Can we define Louis Brummer as a landscape painter within the terms delineated by the Academy in 1648? Following in the footsteps of the painters of the 19th century, Brummer devises sensuous and mysterious landscapes that appear with a unique beauty, reminiscent of the pantheism of nature. Each of the artist’s works reveals a fertile, imagined world, representing a wilfully indefinable location.
His nocturnal landscapes, adorned with setting suns, contain no trace of human life to disturb the apparent calm; vegetal life however is ever-present and abundant, indicative of the fecundity of the earth. Water, too, is a constant and universal element within Brummer’s compositions — oceans, rivers, streams, swamps and lagoons. However, still waters run deep, and the omnipresence of waters and moons is a reminder that here, we are in the domain of the unconscious, where anything is possible. Water brings the promise of dreams and an Elsewhere to be discovered, an invitation to a journey within.
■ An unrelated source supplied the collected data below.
use std::sync::Arc;

use greybook::{
    bootstrap, config::Config, init_db, make_router, notifications::LogTransport, run_app,
    AppContext,
};
use tracing_subscriber::EnvFilter;

#[tokio::main]
async fn main() -> anyhow::Result<()> {
    dotenvy::dotenv().ok();
    tracing_subscriber::fmt()
        .with_env_filter(EnvFilter::try_from_default_env().unwrap_or_else(|_| "info".into()))
        .init();

    let config = Config::from_env()?;
    let pool = init_db(&config.database_url, config.slow_query_threshold_ms).await?;
    let address = config.bind_address;
    let ctx = AppContext::new(pool, config, Arc::new(LogTransport));
    bootstrap(&ctx).await?;

    tracing::info!(%address, "server started");
    if let Err(error) = run_app(make_router(), address, ctx).await {
        tracing::error!(%error, "server stopped");
        return Err(error);
    }
    Ok(())
}
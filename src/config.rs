use std::{net::SocketAddr, path::PathBuf};

use envconfig::Envconfig;

#[derive(Envconfig, Debug, Clone)]
pub struct Config {
    #[envconfig(from = "DATABASE_URL", default = "sqlite://greybook.db")]
    pub database_url: String,

    #[envconfig(from = "GREYBOOK_BIND", default = "127.0.0.1:3001")]
    pub bind_address: SocketAddr,

    /// External base URL used in links sent by mail.
    #[envconfig(from = "GREYBOOK_SITE_URL", default = "http://127.0.0.1:3001")]
    pub site_url: String,

    #[envconfig(from = "SECRET_KEY", default = "dev key")]
    pub secret_key: String,

    /// Display name stamped on comments written by the owner.
    #[envconfig(from = "GREYBOOK_ADMIN", default = "Admin")]
    pub admin_name: String,

    #[envconfig(from = "GREYBOOK_ADMIN_EMAIL", default = "admin@example.com")]
    pub admin_email: String,

    #[envconfig(from = "GREYBOOK_ADMIN_SITE", default = "/")]
    pub admin_site: String,

    #[envconfig(from = "GREYBOOK_ADMIN_USERNAME", default = "admin")]
    pub admin_username: String,

    /// When set, startup creates the admin account (or resets its credentials).
    #[envconfig(from = "GREYBOOK_ADMIN_PASSWORD")]
    pub admin_password: Option<String>,

    #[envconfig(from = "GREYBOOK_POST_PER_PAGE", default = "10")]
    pub post_per_page: u32,

    #[envconfig(from = "GREYBOOK_MANAGE_POST_PER_PAGE", default = "15")]
    pub manage_post_per_page: u32,

    #[envconfig(from = "GREYBOOK_COMMENT_PER_PAGE", default = "15")]
    pub comment_per_page: u32,

    #[envconfig(from = "GREYBOOK_UPLOAD_PATH", default = "uploads")]
    pub upload_path: PathBuf,

    #[envconfig(
        from = "GREYBOOK_ALLOWED_IMAGE_EXTENSIONS",
        default = "png,jpg,jpeg,gif,webp"
    )]
    pub allowed_image_extensions: String,

    #[envconfig(from = "GREYBOOK_THEMES", default = "default,dark")]
    pub themes: String,

    #[envconfig(from = "GREYBOOK_SLOW_QUERY_THRESHOLD_MS", default = "1000")]
    pub slow_query_threshold_ms: u64,
}

impl Config {
    pub fn from_env() -> Result<Self, envconfig::Error> {
        Self::init_from_env()
    }

    pub fn owner(&self) -> OwnerIdentity {
        OwnerIdentity {
            name: self.admin_name.clone(),
            email: self.admin_email.clone(),
            site: self.admin_site.clone(),
        }
    }

    pub fn is_allowed_extension(&self, extension: &str) -> bool {
        split_list(&self.allowed_image_extensions)
            .any(|allowed| allowed.eq_ignore_ascii_case(extension))
    }

    pub fn has_theme(&self, theme: &str) -> bool {
        split_list(&self.themes).any(|known| known == theme)
    }
}

fn split_list(list: &str) -> impl Iterator<Item = &str> {
    list.split(',').map(str::trim).filter(|item| !item.is_empty())
}

/// The fixed identity written onto every owner-authored comment.
#[derive(Debug, Clone, PartialEq, Eq)]
pub struct OwnerIdentity {
    pub name: String,
    pub email: String,
    pub site: String,
}

#[cfg(test)]
mod tests {
    use std::collections::HashMap;

    use super::*;

    #[test]
    fn defaults_apply_without_environment() {
        let config = Config::init_from_hashmap(&HashMap::new()).unwrap();
        assert_eq!(config.admin_name, "Admin");
        assert_eq!(config.comment_per_page, 15);
        assert!(config.admin_password.is_none());
        assert_eq!(config.bind_address.port(), 3001);
    }

    #[test]
    fn extension_allow_list_is_case_insensitive() {
        let mut vars = HashMap::new();
        vars.insert(
            "GREYBOOK_ALLOWED_IMAGE_EXTENSIONS".to_string(),
            "png, jpg".to_string(),
        );
        let config = Config::init_from_hashmap(&vars).unwrap();
        assert!(config.is_allowed_extension("PNG"));
        assert!(config.is_allowed_extension("jpg"));
        assert!(!config.is_allowed_extension("exe"));
        assert!(!config.is_allowed_extension(""));
    }

    #[test]
    fn owner_identity_comes_from_config() {
        let mut vars = HashMap::new();
        vars.insert("GREYBOOK_ADMIN".to_string(), "Grey Li".to_string());
        let config = Config::init_from_hashmap(&vars).unwrap();
        let owner = config.owner();
        assert_eq!(owner.name, "Grey Li");
        assert_eq!(owner.email, "admin@example.com");
        assert_eq!(owner.site, "/");
    }
}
The near absence of all wildlife — save for a single heron, and a strange figure of a monster — gives the impression of a self-protecting, self-sustaining world, closed off from the outside; the various bodies of water are seemingly threatening to any form of human life. Colours of sulphur, ebony, and even blood, imbue the waters overflowing with hardy underwater life; occasionally they cleave, giving way to a rich bed of flowers — another recurring theme within Brummer’s work.
Louis Brummer conceives of his landscapes as waking dreams. However, these dreams also contain elements that connect the viewer to a tangible reality. The tropical vegetation is a pretext for a rich artistic vocabulary — mangroves with their tortured, tangled roots, agaves, baobab and banana trees are set against an immense collection of leaves and flowers. The originality of his work is found in the details of his paintings: sea urchins perched atop flowers, the shape of a monster, seemingly from pre-historic times, swimming in a moon-lit lagoon, or great desert expanses split by waterways and wild flowers. There are other scenes, evoking traditional Japanese practices, constructed on flat tints, superposed in pure, cold colours. Inspiration drawn from the tradition of Japanese printing can be identified in the branches of cherry trees, in the flight of a heron, or among the beds of chrysanthemums. Perspective is flattened by the simple construction of superposed layers of colour, yet scansion is produced by the radical juxtaposition of chromatic layers.
Worlds apart from so-called Naïve Art, Brummer’s work inscribes itself resolutely within the field of contemporary landscape painting. The artist does not depict a lost paradise, or a golden age, but rather extracts an imagined, landscape from his mind, one that calls upon the beauty of forms intrinsic to nature.
The mystery of such scenes — maybe the foremost desire of the artist — offers the spectator a different way of looking at nature and at the landscapes that we no longer know how to contemplate. The smallest details draw in the eye, plunging the viewer into the composition, to discover a previously hidden world.
An abandoned boat among the mangroves denotes Brummer’s desire to re-transcribe a world in which man no longer knows how to see; beauty extends to the most banal of objects, yet we are no longer able to recognise it. For Brummer, wonderment must be both immediate and profound. His paintings act as revelatory instances; he draws upon pictorial creation in order to transform the real. The boldness of the contrast between colours reactivates the painter’s palette; the creator is demiurge and the spectator is gripped by his landscapes. The eye is determinedly and expertly drawn across the composition towards the details framing the edge of each work, guiding the eye towards a vanishing point where the waterways, mountains, the sun or the moon, which dominate the scene, converge.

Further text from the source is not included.